My 2 and half year old Dometic fridge/freezer has started to leave the door seal detached from frame and loose hanging when door opened sometimes. 
Cant see why, and it does go back into the fitted recess intended to hold it in place. Should it be stuck down to hold ?


----------



## 100127 (Jul 20, 2006)

I would not think it was glued in place, but should be retained from breaking loose. See if you can push it back where it belongs.

Bob


----------



## premiermotorhomes (Feb 13, 2008)

Good evening WingPete,

A Dometic fridge fitted to a UK motorhome should have a three year warranty so perhaps you should consider pursuing repair through this channel, if so you can locate a Dometic Approved engineer to attend to this at www.dometicapproved.co.uk.

Regards
Chris


----------



## Pudsey_Bear (Sep 25, 2008)

I was speaking to Thetford tech yesterday re my problem with the 402c not accepting sealant, (it won't stay stuck) and I also mentioned the Spinflo oven/grill had problems, to find it too had a 3 year warranty, so it going to get booked in after the next trip.

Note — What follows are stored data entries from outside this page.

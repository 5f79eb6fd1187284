use serde::{Deserialize, Serialize};
use std::io;
use std::path::Path;
use thiserror::Error;

use crate::amount::ParseAmountError;
use crate::ledger::Ledger;
use crate::model::{Operation, User};
use crate::Amount;

/// Errors that can occur when reading or writing replay files
#[derive(Debug, Error)]
pub enum CsvError {
    #[error("failed to open operations file: {0}")]
    Open(csv::Error),

    #[error("line {line}: failed to parse row: {source}")]
    Parse { line: usize, source: csv::Error },

    #[error("line {line}: unrecognized operation '{op}'")]
    UnrecognizedOp { line: usize, op: String },

    #[error("line {line}: {op} missing {field}")]
    MissingField {
        line: usize,
        op: String,
        field: &'static str,
    },

    #[error("line {line}: {source}")]
    Amount {
        line: usize,
        source: ParseAmountError,
    },

    #[error("failed to write csv: {0}")]
    Write(#[from] csv::Error),

    #[error("failed to flush csv: {0}")]
    Io(#[from] io::Error),
}

#[derive(Debug, Deserialize)]
struct InputRow {
    op: String,
    user: String,
    target: Option<String>,
    memo: Option<String>,
    amount: Option<String>,
}

#[derive(Debug, Serialize)]
struct OutputRow<'a> {
    user: &'a str,
    balance: String,
    income: String,
    affiliate_income: String,
    machines: String,
}

impl InputRow {
    fn require(field: Option<String>, line: usize, op: &str, name: &'static str) -> Result<String, CsvError> {
        field
            .filter(|value| !value.is_empty())
            .ok_or_else(|| CsvError::MissingField {
                line,
                op: op.to_string(),
                field: name,
            })
    }

    fn into_operation(self, line: usize) -> Result<Operation, CsvError> {
        let op = self.op.as_str();
        let target = |row: Option<String>| Self::require(row, line, op, "target");
        let memo = |row: Option<String>| Self::require(row, line, op, "memo");
        let amount = |row: Option<String>| -> Result<Amount, CsvError> {
            Self::require(row, line, op, "amount")?
                .parse()
                .map_err(|source| CsvError::Amount { line, source })
        };

        let user = self.user;
        match op {
            "register" => Ok(Operation::Register {
                username: user,
                email: memo(self.memo)?,
                master: self.target.filter(|master| !master.is_empty()),
            }),
            "deposit" => Ok(Operation::Deposit {
                user,
                amount: amount(self.amount)?,
                platform: memo(self.memo)?,
            }),
            "bonus" => Ok(Operation::Bonus {
                user,
                amount: amount(self.amount)?,
            }),
            "purchase" => Ok(Operation::Purchase {
                user,
                coin: target(self.target)?,
            }),
            "activate" => Ok(Operation::Activate {
                user,
                coin: target(self.target)?,
            }),
            "collect" => Ok(Operation::Collect {
                user,
                coin: target(self.target)?,
            }),
            "wallet" => Ok(Operation::ChangeWallet {
                user,
                wallet: memo(self.memo)?,
            }),
            "withdraw" => Ok(Operation::Withdraw {
                user,
                amount: amount(self.amount)?,
            }),
            other => Err(CsvError::UnrecognizedOp {
                line,
                op: other.to_string(),
            }),
        }
    }
}

/// Read replay operations from a csv file with columns
/// `op,user,target,memo,amount`
pub fn read_operations(
    path: impl AsRef<Path>,
) -> Result<impl Iterator<Item = Result<Operation, CsvError>>, CsvError> {
    let reader = csv::ReaderBuilder::new()
        .trim(csv::Trim::All)
        .flexible(true)
        .from_path(path)
        .map_err(CsvError::Open)?;

    Ok(reader
        .into_deserialize::<InputRow>()
        .enumerate()
        .map(|(idx, result)| {
            let line = idx + 2; // 1-indexed, skip header
            let row = result.map_err(|source| CsvError::Parse { line, source })?;
            row.into_operation(line)
        }))
}

/// Write one row per user: balances and the coins of owned machines
pub fn write_ledgers<'a>(
    writer: impl io::Write,
    rows: impl IntoIterator<Item = (&'a User, &'a Ledger, Vec<&'a str>)>,
) -> Result<(), CsvError> {
    let mut writer = csv::Writer::from_writer(writer);

    for (user, ledger, coins) in rows {
        let row = OutputRow {
            user: &user.username,
            balance: ledger.balance.to_string(),
            income: ledger.income.to_string(),
            affiliate_income: ledger.affiliate_income.to_string(),
            machines: coins.join(" "),
        };
        writer.serialize(&row)?;
    }

    writer.flush()?;
    Ok(())
}
use criterion::{BenchmarkId, Criterion, black_box, criterion_group, criterion_main};
use hashfarm::model::{NewUser, Operation};
use hashfarm::{Amount, Config, Engine, User};
use tokio::runtime::Runtime;

/// Generates replay operations for benchmarking.
///
/// Registers `num_users` users, each one the referral of the previous, so
/// every purchase walks the whole referral table. Then each user deposits
/// and buys every machine in the catalog.
pub struct OpGenerator {
    num_users: u32,
    coins: Vec<String>,
    price: Amount,
    registered: u32,
    buyer: u32,
    step: usize,
}

impl OpGenerator {
    pub fn new(num_users: u32, config: &Config) -> Self {
        let price = Amount::from_cents(config.machines.iter().map(|m| m.price.cents()).sum());
        Self {
            num_users,
            coins: config.machines.iter().map(|m| m.coin.clone()).collect(),
            price,
            registered: 0,
            buyer: 0,
            step: 0,
        }
    }

    fn username(idx: u32) -> String {
        format!("user{idx}")
    }
}

impl Iterator for OpGenerator {
    type Item = Operation;

    fn next(&mut self) -> Option<Self::Item> {
        if self.registered < self.num_users {
            let idx = self.registered;
            self.registered += 1;
            return Some(Operation::Register {
                username: Self::username(idx),
                email: format!("user{idx}@example.com"),
                master: idx.checked_sub(1).map(Self::username),
            });
        }

        if self.buyer >= self.num_users {
            return None;
        }

        let user = Self::username(self.buyer);
        let op = match self.step {
            0 => Operation::Deposit {
                user,
                amount: self.price,
                platform: "bench".to_string(),
            },
            n => Operation::Purchase {
                user,
                coin: self.coins[n - 1].clone(),
            },
        };

        self.step += 1;
        if self.step > self.coins.len() {
            self.step = 0;
            self.buyer += 1;
        }
        Some(op)
    }
}

fn bench_replay(c: &mut Criterion) {
    let rt = Runtime::new().unwrap();
    let mut group = c.benchmark_group("replay");

    for users in [100u32, 1_000, 10_000] {
        group.bench_with_input(BenchmarkId::from_parameter(users), &users, |b, &users| {
            b.iter(|| {
                rt.block_on(async {
                    let config = Config::default();
                    let generator = OpGenerator::new(users, &config);
                    let engine = Engine::new(config);
                    for op in generator {
                        let _ = black_box(engine.apply(op).await);
                    }
                    engine
                })
            });
        });
    }

    group.finish();
}

fn bench_purchase_cascade(c: &mut Criterion) {
    let rt = Runtime::new().unwrap();
    let mut group = c.benchmark_group("purchase_cascade");

    // depth of the referral chain above the buyer
    for depth in [0usize, 1, 5, 50] {
        group.bench_with_input(BenchmarkId::from_parameter(depth), &depth, |b, &depth| {
            b.iter(|| {
                rt.block_on(async {
                    let engine = Engine::new(Config::default());
                    let mut master: Option<User> = None;
                    for i in 0..=depth {
                        let user = engine
                            .register(
                                NewUser::new(format!("u{i}"), format!("u{i}@example.com")),
                                master.as_ref().map(|m| m.affiliate_code.as_str()),
                            )
                            .unwrap();
                        master = Some(user);
                    }
                    let buyer = master.unwrap();
                    engine
                        .grant_bonus(buyer.id, Amount::from_cents(150_000))
                        .await
                        .unwrap();
                    black_box(engine.purchase(buyer.id, "BTC").await.unwrap())
                })
            });
        });
    }

    group.finish();
}

fn bench_concurrent_purchases(c: &mut Criterion) {
    let rt = Runtime::new().unwrap();
    let mut group = c.benchmark_group("concurrent_purchases");
    group.sample_size(10);

    group.bench_function("1k_users_4_threads", |b| {
        b.iter(|| {
            rt.block_on(async {
                let engine = std::sync::Arc::new(Engine::new(Config::default()));
                let mut ids = Vec::new();
                let root = engine
                    .register(NewUser::new("root", "root@example.com"), None)
                    .unwrap();
                for i in 0..1_000 {
                    let user = engine
                        .register(
                            NewUser::new(format!("u{i}"), format!("u{i}@example.com")),
                            Some(&root.affiliate_code),
                        )
                        .unwrap();
                    engine
                        .grant_bonus(user.id, Amount::from_cents(12_000))
                        .await
                        .unwrap();
                    ids.push(user.id);
                }

                let handles: Vec<_> = ids
                    .into_iter()
                    .map(|id| {
                        let engine = engine.clone();
                        tokio::spawn(async move { engine.purchase(id, "XMR").await })
                    })
                    .collect();
                for handle in handles {
                    let _ = black_box(handle.await);
                }
            })
        });
    });

    group.finish();
}

criterion_group!(
    benches,
    bench_replay,
    bench_purchase_cascade,
    bench_concurrent_purchases,
);

criterion_main!(benches);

No joy on the sealant problem though, it's like the plastic is greasy or something, tried ordinary white stuff, Stixall and one of the Sikaflexes, none will stay put, they lift within weeks.


----------



## WingPete (Jan 29, 2006)

*Warranty*

Thanks for advice Chaps. The seal does go back behind shaped door frame, but still decides to detach itself from time to time. No sound reason to be seen for this, other than holding edge not big enough to hold it.
Will be onto Dometic for further advice.


----------



## Pudsey_Bear (Sep 25, 2008)

Mine appears to be glued in place.


----------